• _PROBLEM TO WORK ON_
As the answer, set down the lines below from the one containing "wants to move in" through the one containing "#[derive(Debug, Clone, Default)]", exactly and inclusively, and no others.

• _Saved entries_
···

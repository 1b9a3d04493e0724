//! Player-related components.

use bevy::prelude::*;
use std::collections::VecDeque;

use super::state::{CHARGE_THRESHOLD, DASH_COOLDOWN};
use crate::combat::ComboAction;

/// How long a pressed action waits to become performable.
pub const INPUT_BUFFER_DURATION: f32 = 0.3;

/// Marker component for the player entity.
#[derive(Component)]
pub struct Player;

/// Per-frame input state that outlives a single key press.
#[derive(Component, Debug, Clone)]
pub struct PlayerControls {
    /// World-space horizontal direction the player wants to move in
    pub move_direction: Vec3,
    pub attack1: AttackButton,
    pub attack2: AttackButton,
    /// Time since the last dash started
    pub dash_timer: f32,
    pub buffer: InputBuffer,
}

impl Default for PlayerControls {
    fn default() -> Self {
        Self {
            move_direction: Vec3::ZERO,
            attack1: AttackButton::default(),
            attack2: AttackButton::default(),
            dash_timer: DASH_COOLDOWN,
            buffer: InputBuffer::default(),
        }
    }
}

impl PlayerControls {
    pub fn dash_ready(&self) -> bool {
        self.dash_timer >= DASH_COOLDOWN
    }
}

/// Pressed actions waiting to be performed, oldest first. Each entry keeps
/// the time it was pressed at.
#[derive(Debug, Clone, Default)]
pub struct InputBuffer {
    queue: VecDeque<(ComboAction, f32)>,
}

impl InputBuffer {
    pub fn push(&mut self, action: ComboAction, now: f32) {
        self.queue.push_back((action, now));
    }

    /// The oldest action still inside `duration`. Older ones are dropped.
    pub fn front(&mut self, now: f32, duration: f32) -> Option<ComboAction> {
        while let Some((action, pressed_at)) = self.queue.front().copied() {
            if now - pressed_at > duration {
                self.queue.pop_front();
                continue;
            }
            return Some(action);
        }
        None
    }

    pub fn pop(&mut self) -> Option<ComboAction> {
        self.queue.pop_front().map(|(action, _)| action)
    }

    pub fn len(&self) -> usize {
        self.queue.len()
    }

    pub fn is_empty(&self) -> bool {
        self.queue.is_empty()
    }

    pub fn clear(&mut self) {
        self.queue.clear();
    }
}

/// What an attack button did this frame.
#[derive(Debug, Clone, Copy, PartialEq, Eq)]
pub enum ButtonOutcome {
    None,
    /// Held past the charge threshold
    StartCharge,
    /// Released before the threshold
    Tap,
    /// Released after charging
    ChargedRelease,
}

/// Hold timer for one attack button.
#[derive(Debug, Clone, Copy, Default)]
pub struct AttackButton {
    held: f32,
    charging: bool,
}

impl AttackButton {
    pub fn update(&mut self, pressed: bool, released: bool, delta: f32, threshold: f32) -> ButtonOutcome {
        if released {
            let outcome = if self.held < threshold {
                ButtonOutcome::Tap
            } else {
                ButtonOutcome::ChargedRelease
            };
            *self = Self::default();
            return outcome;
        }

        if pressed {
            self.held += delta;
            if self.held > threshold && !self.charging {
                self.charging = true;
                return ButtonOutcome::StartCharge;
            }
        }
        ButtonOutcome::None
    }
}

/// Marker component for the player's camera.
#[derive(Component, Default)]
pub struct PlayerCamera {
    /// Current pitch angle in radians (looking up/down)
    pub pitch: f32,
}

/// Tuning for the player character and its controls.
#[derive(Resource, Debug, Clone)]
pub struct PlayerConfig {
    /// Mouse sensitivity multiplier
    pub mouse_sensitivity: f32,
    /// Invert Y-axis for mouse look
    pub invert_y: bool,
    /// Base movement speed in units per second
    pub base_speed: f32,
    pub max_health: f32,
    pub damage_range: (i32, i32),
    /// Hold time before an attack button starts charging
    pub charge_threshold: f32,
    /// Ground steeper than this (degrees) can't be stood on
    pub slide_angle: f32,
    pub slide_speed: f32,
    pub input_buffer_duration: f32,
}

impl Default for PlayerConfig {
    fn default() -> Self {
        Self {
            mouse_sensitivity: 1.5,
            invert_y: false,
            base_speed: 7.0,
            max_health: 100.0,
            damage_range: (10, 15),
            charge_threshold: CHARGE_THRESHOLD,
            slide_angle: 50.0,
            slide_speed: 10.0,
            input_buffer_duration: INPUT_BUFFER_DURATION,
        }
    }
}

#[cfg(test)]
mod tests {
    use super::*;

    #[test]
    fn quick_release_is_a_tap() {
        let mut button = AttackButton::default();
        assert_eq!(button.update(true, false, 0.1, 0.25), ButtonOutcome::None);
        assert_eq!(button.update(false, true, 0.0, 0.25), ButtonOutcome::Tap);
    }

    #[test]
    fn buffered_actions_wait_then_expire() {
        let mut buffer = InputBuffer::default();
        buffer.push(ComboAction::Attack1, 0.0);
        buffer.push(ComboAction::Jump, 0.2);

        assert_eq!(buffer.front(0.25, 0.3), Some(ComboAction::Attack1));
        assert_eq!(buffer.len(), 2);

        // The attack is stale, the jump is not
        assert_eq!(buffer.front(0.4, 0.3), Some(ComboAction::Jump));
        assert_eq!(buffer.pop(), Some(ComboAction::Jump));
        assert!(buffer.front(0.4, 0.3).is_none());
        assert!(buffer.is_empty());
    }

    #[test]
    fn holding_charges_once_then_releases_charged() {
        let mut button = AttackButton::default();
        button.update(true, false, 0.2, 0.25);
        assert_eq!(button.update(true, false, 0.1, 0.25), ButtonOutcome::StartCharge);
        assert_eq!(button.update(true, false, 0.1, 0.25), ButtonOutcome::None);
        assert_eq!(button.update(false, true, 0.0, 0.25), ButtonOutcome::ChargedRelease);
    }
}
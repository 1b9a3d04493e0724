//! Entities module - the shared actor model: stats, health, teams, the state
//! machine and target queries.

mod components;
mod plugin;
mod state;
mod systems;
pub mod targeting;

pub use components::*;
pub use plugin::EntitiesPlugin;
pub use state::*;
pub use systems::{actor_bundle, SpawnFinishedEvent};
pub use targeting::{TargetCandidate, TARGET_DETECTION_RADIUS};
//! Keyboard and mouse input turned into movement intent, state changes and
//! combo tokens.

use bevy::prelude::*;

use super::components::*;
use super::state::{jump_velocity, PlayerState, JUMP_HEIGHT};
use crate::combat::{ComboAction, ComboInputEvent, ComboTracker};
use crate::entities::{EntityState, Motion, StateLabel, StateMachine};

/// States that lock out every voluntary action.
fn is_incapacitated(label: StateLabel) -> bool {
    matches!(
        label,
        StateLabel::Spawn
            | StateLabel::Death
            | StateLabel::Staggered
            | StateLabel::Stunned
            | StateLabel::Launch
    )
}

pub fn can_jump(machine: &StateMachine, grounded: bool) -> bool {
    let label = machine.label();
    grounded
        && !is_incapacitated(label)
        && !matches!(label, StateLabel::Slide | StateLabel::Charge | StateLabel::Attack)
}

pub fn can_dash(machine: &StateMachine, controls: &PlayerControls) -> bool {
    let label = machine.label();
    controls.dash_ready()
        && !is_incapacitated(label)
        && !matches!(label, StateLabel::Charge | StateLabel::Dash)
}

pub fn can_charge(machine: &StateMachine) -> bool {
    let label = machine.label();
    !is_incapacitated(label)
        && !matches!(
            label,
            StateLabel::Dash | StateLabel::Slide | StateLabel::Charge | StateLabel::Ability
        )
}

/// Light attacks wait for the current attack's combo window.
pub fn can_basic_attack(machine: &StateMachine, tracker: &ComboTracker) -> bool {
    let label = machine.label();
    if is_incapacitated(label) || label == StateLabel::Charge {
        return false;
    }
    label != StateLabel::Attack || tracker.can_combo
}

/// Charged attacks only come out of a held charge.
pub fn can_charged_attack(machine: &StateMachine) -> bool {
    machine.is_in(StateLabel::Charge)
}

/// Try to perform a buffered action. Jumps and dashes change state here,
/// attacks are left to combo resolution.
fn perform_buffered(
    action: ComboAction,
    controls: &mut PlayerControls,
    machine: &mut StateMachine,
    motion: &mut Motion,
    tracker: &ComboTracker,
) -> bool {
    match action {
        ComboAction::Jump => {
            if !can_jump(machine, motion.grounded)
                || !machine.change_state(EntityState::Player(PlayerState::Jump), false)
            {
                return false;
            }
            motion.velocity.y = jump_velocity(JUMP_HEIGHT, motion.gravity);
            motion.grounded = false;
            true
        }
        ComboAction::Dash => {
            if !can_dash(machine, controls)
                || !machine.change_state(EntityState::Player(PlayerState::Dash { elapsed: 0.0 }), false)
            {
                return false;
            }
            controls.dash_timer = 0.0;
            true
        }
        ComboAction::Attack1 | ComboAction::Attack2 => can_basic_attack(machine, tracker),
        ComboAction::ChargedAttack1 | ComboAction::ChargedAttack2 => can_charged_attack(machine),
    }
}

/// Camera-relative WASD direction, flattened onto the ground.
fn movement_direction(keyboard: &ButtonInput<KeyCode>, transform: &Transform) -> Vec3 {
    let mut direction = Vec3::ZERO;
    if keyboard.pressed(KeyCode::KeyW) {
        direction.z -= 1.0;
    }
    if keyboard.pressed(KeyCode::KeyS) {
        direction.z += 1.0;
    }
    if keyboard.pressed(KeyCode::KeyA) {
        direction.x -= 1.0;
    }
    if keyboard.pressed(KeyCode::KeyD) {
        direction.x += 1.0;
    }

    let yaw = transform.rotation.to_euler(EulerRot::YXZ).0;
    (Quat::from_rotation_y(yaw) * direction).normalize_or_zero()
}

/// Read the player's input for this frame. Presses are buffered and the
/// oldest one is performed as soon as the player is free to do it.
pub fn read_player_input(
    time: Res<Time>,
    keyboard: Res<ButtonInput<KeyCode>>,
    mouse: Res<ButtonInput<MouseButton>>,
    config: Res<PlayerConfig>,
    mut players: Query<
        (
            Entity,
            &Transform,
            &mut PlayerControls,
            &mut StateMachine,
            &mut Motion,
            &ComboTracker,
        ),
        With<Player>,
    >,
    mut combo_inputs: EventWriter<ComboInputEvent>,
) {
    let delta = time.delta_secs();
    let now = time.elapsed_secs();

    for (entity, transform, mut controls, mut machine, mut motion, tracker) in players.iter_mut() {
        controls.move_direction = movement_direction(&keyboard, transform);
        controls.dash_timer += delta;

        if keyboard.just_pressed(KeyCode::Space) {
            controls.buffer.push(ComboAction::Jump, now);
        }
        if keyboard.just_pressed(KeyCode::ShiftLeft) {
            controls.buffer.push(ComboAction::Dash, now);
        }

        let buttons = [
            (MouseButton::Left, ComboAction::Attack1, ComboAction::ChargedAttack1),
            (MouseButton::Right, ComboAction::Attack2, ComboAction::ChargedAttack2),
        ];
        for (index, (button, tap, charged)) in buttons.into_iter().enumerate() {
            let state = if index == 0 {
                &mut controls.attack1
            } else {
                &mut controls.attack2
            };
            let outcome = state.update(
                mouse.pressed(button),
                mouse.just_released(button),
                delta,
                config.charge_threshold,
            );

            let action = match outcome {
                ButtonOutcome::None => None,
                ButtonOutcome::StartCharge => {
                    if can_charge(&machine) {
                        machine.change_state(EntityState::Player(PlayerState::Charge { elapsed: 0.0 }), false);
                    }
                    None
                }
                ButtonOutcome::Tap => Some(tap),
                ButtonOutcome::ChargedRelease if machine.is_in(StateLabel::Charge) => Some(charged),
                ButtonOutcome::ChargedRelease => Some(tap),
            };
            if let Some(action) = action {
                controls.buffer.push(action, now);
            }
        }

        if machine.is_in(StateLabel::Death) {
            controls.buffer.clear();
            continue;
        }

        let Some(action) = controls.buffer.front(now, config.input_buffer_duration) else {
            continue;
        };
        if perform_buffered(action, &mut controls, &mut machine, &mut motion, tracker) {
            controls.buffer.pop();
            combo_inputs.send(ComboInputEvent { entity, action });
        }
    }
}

···

• _RESPONSE AREA_
    /// World-space horizontal direction the player wants to move in
    pub move_direction: Vec3,
    pub attack1: AttackButton,
    pub attack2: AttackButton,
    /// Time since the last dash started
    pub dash_timer: f32,
    pub buffer: InputBuffer,
}

impl Default for PlayerControls {
    fn default() -> Self {
        Self {
            move_direction: Vec3::ZERO,
            attack1: AttackButton::default(),
            attack2: AttackButton::default(),
            dash_timer: DASH_COOLDOWN,
            buffer: InputBuffer::default(),
        }
    }
}

impl PlayerControls {
    pub fn dash_ready(&self) -> bool {
        self.dash_timer >= DASH_COOLDOWN
    }
}

/// Pressed actions waiting to be performed, oldest first. Each entry keeps
/// the time it was pressed at.
#[derive(Debug, Clone, Default)]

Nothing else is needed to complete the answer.